▸ Work to be completed: What lines in the entries below contain the word "RwLock"? Copy all of them.

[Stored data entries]
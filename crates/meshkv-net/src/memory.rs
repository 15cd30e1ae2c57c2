//! In-process transport for tests and simulations
//!
//! Nodes register on a shared [`MemoryNetwork`]. Frames only flow between
//! explicitly linked nodes, so partial topologies (and therefore relaying)
//! can be exercised without sockets.

use crate::framing::{Frame, FrameError, MAX_FRAME_SIZE};
use crate::handshake::HandshakeError;
use crate::peer::PeerAddr;
use crate::transport::{
    Transport, TransportError, TransportEvent, TransportHandle, EVENT_CHANNEL_CAPACITY,
};
use async_trait::async_trait;
use meshkv_core::crypto::KeyPair;
use meshkv_core::types::PeerId;
use parking_lot::RwLock;
use std::collections::{HashMap, HashSet};
use std::net::SocketAddr;
use std::sync::atomic::{AtomicBool, Ordering};
use std::sync::Arc;
use tokio::sync::mpsc::{self, error::TrySendError};
use tracing::debug;

/// Shared state for the in-memory network
#[derive(Default)]
pub struct MemoryNetwork {
    /// Event channel for each registered node
    nodes: RwLock<HashMap<PeerId, mpsc::Sender<TransportEvent>>>,
    /// Undirected links, stored with the smaller id first
    links: RwLock<HashSet<(PeerId, PeerId)>>,
}

fn link_key(a: PeerId, b: PeerId) -> (PeerId, PeerId) {
    if a <= b {
        (a, b)
    } else {
        (b, a)
    }
}

impl MemoryNetwork {
    /// Create a new memory network
    pub fn new() -> Arc<Self> {
        Arc::new(Self::default())
    }

    /// Register a node and return its transport
    pub fn create_transport(self: &Arc<Self>, keypair: &KeyPair) -> TransportHandle {
        let (tx, rx) = mpsc::channel(EVENT_CHANNEL_CAPACITY);
        let local_id = keypair.peer_id();
        self.nodes.write().insert(local_id, tx);

        let transport = MemoryTransport {
            local_id,
            network: Arc::clone(self),
            closed: AtomicBool::new(false),
        };
        TransportHandle::new(Arc::new(transport), rx)
    }

    /// Whether two nodes share a link
    pub fn is_linked(&self, a: PeerId, b: PeerId) -> bool {
        self.links.read().contains(&link_key(a, b))
    }

    /// Number of registered nodes
    pub fn node_count(&self) -> usize {
        self.nodes.read().len()
    }

    fn deliver(&self, to: PeerId, event: TransportEvent) -> Result<(), TransportError> {
        let sender = self
            .nodes
            .read()
            .get(&to)
            .cloned()
            .ok_or(TransportError::PeerNotFound(to))?;
        sender.try_send(event).map_err(|e| match e {
            TrySendError::Full(_) => TransportError::Backpressure(to),
            TrySendError::Closed(_) => TransportError::ConnectionClosed,
        })
    }

    fn unlink(&self, a: PeerId, b: PeerId) -> bool {
        let removed = self.links.write().remove(&link_key(a, b));
        if removed {
            let _ = self.deliver(a, TransportEvent::PeerDisconnected(b));
            let _ = self.deliver(b, TransportEvent::PeerDisconnected(a));
        }
        removed
    }
}

/// In-memory transport endpoint
pub struct MemoryTransport {
    local_id: PeerId,
    network: Arc<MemoryNetwork>,
    closed: AtomicBool,
}

impl MemoryTransport {
    fn ensure_open(&self) -> Result<(), TransportError> {
        if self.closed.load(Ordering::Acquire) {
            Err(TransportError::Shutdown)
        } else {
            Ok(())
        }
    }
}

#[async_trait]
impl Transport for MemoryTransport {
    fn local_id(&self) -> PeerId {
        self.local_id
    }

    fn local_addr(&self) -> Option<SocketAddr> {
        None
    }

    async fn connect(&self, addr: &PeerAddr) -> Result<PeerId, TransportError> {
        self.ensure_open()?;
        let peer = addr.peer_id.ok_or(TransportError::Unroutable(*addr))?;
        if peer == self.local_id {
            return Err(HandshakeError::SelfConnection.into());
        }
        if !self.network.nodes.read().contains_key(&peer) {
            return Err(TransportError::PeerNotFound(peer));
        }

        let newly_linked = self
            .network
            .links
            .write()
            .insert(link_key(self.local_id, peer));
        if newly_linked {
            debug!("Memory link {} <-> {}", self.local_id.short(), peer.short());
            self.network.deliver(
                self.local_id,
                TransportEvent::PeerConnected {
                    peer_id: peer,
                    addr: None,
                },
            )?;
            self.network.deliver(
                peer,
                TransportEvent::PeerConnected {
                    peer_id: self.local_id,
                    addr: None,
                },
            )?;
        }
        Ok(peer)
    }

    async fn send(&self, to: &PeerId, frame: Frame) -> Result<(), TransportError> {
        self.ensure_open()?;
        if !self.network.is_linked(self.local_id, *to) {
            return Err(TransportError::PeerNotFound(*to));
        }
        if frame.payload.len() + 1 > MAX_FRAME_SIZE {
            return Err(FrameError::TooLarge(frame.payload.len() + 1).into());
        }
        self.network.deliver(
            *to,
            TransportEvent::FrameReceived {
                from: self.local_id,
                frame,
            },
        )
    }

    fn connected_peers(&self) -> Vec<PeerId> {
        self.network
            .links
            .read()
            .iter()
            .filter_map(|(a, b)| {
                if *a == self.local_id {
                    Some(*b)
                } else if *b == self.local_id {
                    Some(*a)
                } else {
                    None
                }
            })
            .collect()
    }

    fn is_connected(&self, peer: &PeerId) -> bool {
        self.network.is_linked(self.local_id, *peer)
    }

    async fn disconnect(&self, peer: &PeerId) {
        self.network.unlink(self.local_id, *peer);
    }

    async fn shutdown(&self) {
        if self.closed.swap(true, Ordering::AcqRel) {
            return;
        }
        for peer in self.connected_peers() {
            self.network.unlink(self.local_id, peer);
        }
        self.network.nodes.write().remove(&self.local_id);
    }
}

#[cfg(test)]
mod tests {
    use super::*;
    use crate::framing::FrameType;

    #[tokio::test]
    async fn test_link_and_send() {
        let network = MemoryNetwork::new();
        let a_keys = KeyPair::generate();
        let b_keys = KeyPair::generate();
        let mut a = network.create_transport(&a_keys);
        let mut b = network.create_transport(&b_keys);

        let b_id = b_keys.peer_id();
        assert_eq!(
            a.transport.connect(&PeerAddr::from_peer_id(b_id)).await.unwrap(),
            b_id
        );
        assert!(matches!(
            a.events.recv().await,
            Some(TransportEvent::PeerConnected { peer_id, .. }) if peer_id == b_id
        ));
        assert!(matches!(
            b.events.recv().await,
            Some(TransportEvent::PeerConnected { .. })
        ));

        let frame = Frame::new(FrameType::Gossip, vec![1, 2, 3]);
        a.transport.send(&b_id, frame.clone()).await.unwrap();
        match b.events.recv().await {
            Some(TransportEvent::FrameReceived { from, frame: got }) => {
                assert_eq!(from, a_keys.peer_id());
                assert_eq!(got, frame);
            }
            other => panic!("unexpected event: {:?}", other),
        }
    }

    #[tokio::test]
    async fn test_unlinked_peers_cannot_talk() {
        let network = MemoryNetwork::new();
        let a_keys = KeyPair::generate();
        let b_keys = KeyPair::generate();
        let a = network.create_transport(&a_keys);
        let _b = network.create_transport(&b_keys);

        let result = a
            .transport
            .send(&b_keys.peer_id(), Frame::goodbye())
            .await;
        assert!(matches!(result, Err(TransportError::PeerNotFound(_))));
        assert!(a.transport.connected_peers().is_empty());
    }

    #[tokio::test]
    async fn test_broadcast_skips_excluded_peer() {
        let network = MemoryNetwork::new();
        let hub_keys = KeyPair::generate();
        let hub = network.create_transport(&hub_keys);
        let spokes: Vec<_> = (0..3)
            .map(|_| {
                let keys = KeyPair::generate();
                let handle = network.create_transport(&keys);
                (keys.peer_id(), handle)
            })
            .collect();

        for (id, _) in &spokes {
            hub.transport.connect(&PeerAddr::from_peer_id(*id)).await.unwrap();
        }

        let sent = hub
            .transport
            .broadcast(Frame::goodbye(), Some(spokes[0].0))
            .await;
        assert_eq!(sent, 2);
    }

    #[tokio::test]
    async fn test_shutdown_unlinks_and_notifies() {
        let network = MemoryNetwork::new();
        let a_keys = KeyPair::generate();
        let b_keys = KeyPair::generate();
        let a = network.create_transport(&a_keys);
        let mut b = network.create_transport(&b_keys);

        a.transport
            .connect(&PeerAddr::from_peer_id(b_keys.peer_id()))
            .await
            .unwrap();
        let _ = b.events.recv().await;

        a.transport.shutdown().await;
        assert!(matches!(
            b.events.recv().await,
            Some(TransportEvent::PeerDisconnected(id)) if id == a_keys.peer_id()
        ));
        assert!(b.transport.connected_peers().is_empty());
        assert_eq!(network.node_count(), 1);
        assert!(matches!(
            a.transport.send(&b_keys.peer_id(), Frame::goodbye()).await,
            Err(TransportError::Shutdown)
        ));
    }
}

▸ Result of this task:
use parking_lot::RwLock;
    nodes: RwLock<HashMap<PeerId, mpsc::Sender<TransportEvent>>>,
    links: RwLock<HashSet<(PeerId, PeerId)>>,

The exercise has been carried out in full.